Thus I must again caution against anyone referencing the Orthodox Study Bible as an authentic witness to the Orthodox Christian approach to the Scriptures, because this decidedly it is not.


Kevin P. Edgecomb

Very well said, Esteban!


Thanks, Kevin! At least I now know that I'm not totally off base. ;-)

We must have been writing at the same time, because I missed your comment. Clearly I am in agreement with you, particularly with your observation that it is "not sufficiently devotional particularly in a Patristic manner, which truly Orthodox commentary should be and usually is, except in the case of this Bible."

I apologize for the many stylistic infelicities and for the few typos in my comment.
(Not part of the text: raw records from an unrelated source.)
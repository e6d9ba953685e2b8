// Path: crates/marionette-drivers/src/gui/geometry.rs

//! Coordinate mapping between the model's normalized box space and a
//! backend's absolute pixel space.
//!
//! Everything here is pure: identical inputs always produce identical output,
//! which the record/replay layer upstream depends on.

use marionette_types::app::AbsolutePoint;

/// A box string decoded into normalized coordinates.
#[derive(Debug, Clone, Copy, PartialEq)]
pub enum NormalizedBox {
    /// `[x, y]`
    Point { x: f64, y: f64 },
    /// `[x1, y1, x2, y2]`
    Rect { x1: f64, y1: f64, x2: f64, y2: f64 },
}

impl NormalizedBox {
    /// Decodes `"[x1,y1,x2,y2]"` or `"[x,y]"`. Round brackets are accepted too.
    /// Returns `None` for empty, non-numeric, or wrongly sized input.
    pub fn parse(box_str: &str) -> Option<Self> {
        let inner = box_str
            .trim()
            .trim_start_matches(['[', '('])
            .trim_end_matches([']', ')'])
            .trim();
        if inner.is_empty() {
            return None;
        }

        let mut values = Vec::with_capacity(4);
        for part in inner.split(',') {
            let v: f64 = part.trim().parse().ok()?;
            if !v.is_finite() {
                return None;
            }
            values.push(v);
        }

        match values.as_slice() {
            [x, y] => Some(Self::Point { x: *x, y: *y }),
            [x1, y1, x2, y2] => Some(Self::Rect {
                x1: *x1,
                y1: *y1,
                x2: *x2,
                y2: *y2,
            }),
            _ => None,
        }
    }

    /// The normalized centre of the box (the point itself for `Point`).
    pub fn center(&self) -> (f64, f64) {
        match *self {
            Self::Point { x, y } => (x, y),
            Self::Rect { x1, y1, x2, y2 } => ((x1 + x2) / 2.0, (y1 + y2) / 2.0),
        }
    }
}

/// Resolves a box string into an absolute pixel point on a
/// `screen_width x screen_height` screen.
///
/// `None` means "no coordinate for this action": callers skip or log, they
/// never treat it as an error.
pub fn resolve_point(
    box_str: Option<&str>,
    screen_width: u32,
    screen_height: u32,
) -> Option<AbsolutePoint> {
    let parsed = NormalizedBox::parse(box_str?)?;
    let (cx, cy) = parsed.center();
    Some(AbsolutePoint::new(
        (cx * screen_width as f64).round() as i32,
        (cy * screen_height as f64).round() as i32,
    ))
}

/// Converts a physical pixel point into logical points for input APIs that
/// address the screen in points.
pub fn physical_to_logical(point: AbsolutePoint, scale_factor: f64) -> AbsolutePoint {
    let scale = if scale_factor.is_finite() && scale_factor > 0.0 {
        scale_factor
    } else {
        1.0
    };
    AbsolutePoint::new(
        (point.x as f64 / scale).round() as i32,
        (point.y as f64 / scale).round() as i32,
    )
}

#[cfg(test)]
mod tests {
    use super::*;
    use proptest::prelude::*;

    #[test]
    fn rectangle_resolves_to_centroid() {
        let p = resolve_point(Some("[0.1,0.2,0.3,0.4]"), 1000, 800).unwrap();
        assert_eq!(p, AbsolutePoint::new(200, 240));
    }

    #[test]
    fn bare_point_is_scaled() {
        let p = resolve_point(Some("(0.5, 0.25)"), 1920, 1080).unwrap();
        assert_eq!(p, AbsolutePoint::new(960, 270));
    }

    #[test]
    fn empty_or_absent_box_is_none() {
        assert_eq!(resolve_point(Some(""), 1000, 800), None);
        assert_eq!(resolve_point(Some("[]"), 1000, 800), None);
        assert_eq!(resolve_point(None, 1000, 800), None);
    }

    #[test]
    fn malformed_box_is_none() {
        assert_eq!(resolve_point(Some("[0.1,0.2,0.3]"), 1000, 800), None);
        assert_eq!(resolve_point(Some("[a,b]"), 1000, 800), None);
        assert_eq!(resolve_point(Some("[NaN,0.1]"), 1000, 800), None);
    }

    #[test]
    fn logical_conversion_divides_by_scale() {
        let p = physical_to_logical(AbsolutePoint::new(2880, 1800), 2.0);
        assert_eq!(p, AbsolutePoint::new(1440, 900));
        let p = physical_to_logical(AbsolutePoint::new(100, 100), 0.0);
        assert_eq!(p, AbsolutePoint::new(100, 100));
    }

    proptest! {
        #[test]
        fn centroid_formula_holds(
            x1 in 0.0f64..1.0, y1 in 0.0f64..1.0,
            x2 in 0.0f64..1.0, y2 in 0.0f64..1.0,
            w in 1u32..7680, h in 1u32..4320,
        ) {
            let s = format!("[{x1},{y1},{x2},{y2}]");
            let expected = AbsolutePoint::new(
                ((x1 + x2) / 2.0 * w as f64).round() as i32,
                ((y1 + y2) / 2.0 * h as f64).round() as i32,
            );
            let first = resolve_point(Some(&s), w, h);
            prop_assert_eq!(first, Some(expected));
            prop_assert_eq!(resolve_point(Some(&s), w, h), first);
        }
    }
}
My dear Godson called as I was about to start proofreading, and I mistakenly hit post! Ah, well. :-)



I'll take a moment to weed out typos, as I always try to do as a favor (not always appreciated) to commenters.

Esteban and Kevin,

And how about the complete Orthodox study Bible in preparation? Any ideas about what we should expect?

Kevin P. Edgecomb

We can hope for better than in the first version, I would think, knowing that at least some of the criticism over the last decade must have hit home. I hope so, anyway. We'll just have to wait and see. It should be available in the spring of 2008.


The project's site suggests they are preparing a translation and notes to the Septuagint, not the MT. Goodbye, NKJV, if that is true. I'm hopeful.


The Orthodox Study Bible, Old Testament uses the NKJV as a "boilerplate" and changes it wherever it differs from the LXX. In this it hardly differs from the NETS, which does the very same thing with the NRSV. There is, however, one pivotal difference: the NETS seeks to reflect in English the "translation Greek" quality of the LXX, whereas the OSB-OT seeks to produce a standard literary translation.

(For the New Testament, it should be noted, no changes are projected, so that that text used will again be that of the NKJV.)

I have two main concerns about the OSB-OT project:

1) First, the matter of textual basis. In an earlier version of the site it was stated that their base text of the Septuagint was Rahlf's. (No information was given concerning such important matters as which text would be followed for Esther, Judges, and the like.) Needless to say, Rahlf's (semi-)critical edition is not the canonical text of the Orthodox Church, which should be the basis of any Orthodox Bible. I reflected a bit on this matter in a recent post.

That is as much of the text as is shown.